Despite being born without a right hand, Abbott was able to accomplish the unthinkable.
Abbott’s right arm ends about where his wrist should be. He doesn’t have a right hand, just a loose flap of skin at the end of his underdeveloped arm but it was not something that could stop him from becoming the world-know successful athlete in the history of the sport. Jim practiced for hours throwing a rubber ball against a brick wall, then moving fast to get his glove on his hand to catch the rebound. He challenged himself by moving closer and closer to the wall making the hand-to-glove transition faster.
Jim Abbott dreamed of someday being a great athlete. Raised in Flint, Michigan, by parents who encouraged him to compete, Jim would become an ace pitcher for the University of Michigan and through his passion for the game of baseball, Abbott won the James E. Sullivan.

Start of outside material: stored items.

use anyhow::Context;
use std::env;

pub use common::Environment;

use crate::decode::Decoder;
use crate::errors::DecodeError;
use crate::types::{DetectionParams, NetworkInfo, ThresholdPolicy};

#[derive(Debug, Clone, PartialEq)]
pub struct DecoderConfig {
    pub environment: Environment,
    pub network_size: (u32, u32),
    pub num_classes: usize,
    pub confidence_threshold: f32,
    pub per_class_thresholds: Option<Vec<f32>>,
}

impl DecoderConfig {
    /// Load configuration from environment variables with sensible defaults
    pub fn from_env() -> anyhow::Result<Self> {
        let environment = Environment::from_env();

        let network_width = env::var("NETWORK_WIDTH")
            .ok()
            .and_then(|s| s.parse().ok())
            .unwrap_or(640);

        let network_height = env::var("NETWORK_HEIGHT")
            .ok()
            .and_then(|s| s.parse().ok())
            .unwrap_or(640);

        let num_classes = env::var("NUM_CLASSES")
            .ok()
            .and_then(|s| s.parse().ok())
            .unwrap_or(80);

        let confidence_threshold = env::var("CONFIDENCE_THRESHOLD")
            .ok()
            .and_then(|s| s.parse().ok())
            .unwrap_or(0.5);

        let per_class_thresholds = match env::var("PER_CLASS_THRESHOLDS") {
            Ok(raw) if !raw.trim().is_empty() => Some(
                parse_threshold_list(&raw).context("Failed to parse PER_CLASS_THRESHOLDS")?,
            ),
            _ => None,
        };

        Ok(Self {
            environment,
            network_size: (network_width, network_height),
            num_classes,
            confidence_threshold,
            per_class_thresholds,
        })
    }

    pub fn network(&self) -> Result<NetworkInfo, DecodeError> {
        NetworkInfo::new(self.network_size.0, self.network_size.1)
    }

    /// Per-class table when one is configured, the global threshold otherwise.
    pub fn params(&self) -> Result<DetectionParams, DecodeError> {
        match &self.per_class_thresholds {
            Some(table) => DetectionParams::new(self.num_classes, table.clone())?
                .with_policy(ThresholdPolicy::PerClass),
            None => DetectionParams::global(self.num_classes, self.confidence_threshold),
        }
    }

    pub fn decoder(&self) -> anyhow::Result<Decoder> {
        let network = self.network().context("Invalid network geometry")?;
        let params = self.params().context("Invalid detection parameters")?;
        Ok(Decoder::new(network, params))
    }

    /// Create default configuration for testing
    #[cfg(test)]
    pub fn test_default() -> Self {
        Self {
            environment: Environment::Development,
            network_size: (640, 640),
            num_classes: 80,
            confidence_threshold: 0.5,
            per_class_thresholds: None,
        }
    }
}

fn parse_threshold_list(raw: &str) -> anyhow::Result<Vec<f32>> {
    raw.split(',')
        .map(|item| {
            let item = item.trim();
            item.parse::<f32>()
                .with_context(|| format!("Invalid threshold '{}'", item))
        })
        .collect()
}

But his journey was only beginning: By twenty-one, he’d won the gold medal game at the 1988 Olympics and—without spending a day in the minor leagues—cracked the starting rotation of the California Angels. In 1991, he would finish third in the voting for the Cy Young Award. On September 4, 1993, he joined baseball royalty when he hurled a no-hitter against the Cleveland Indians.
He now works as a motivational speaker, preaching the importance of fortitude and perseverance to people all over the world. He is an inspiration to many people with various interests, on various levels.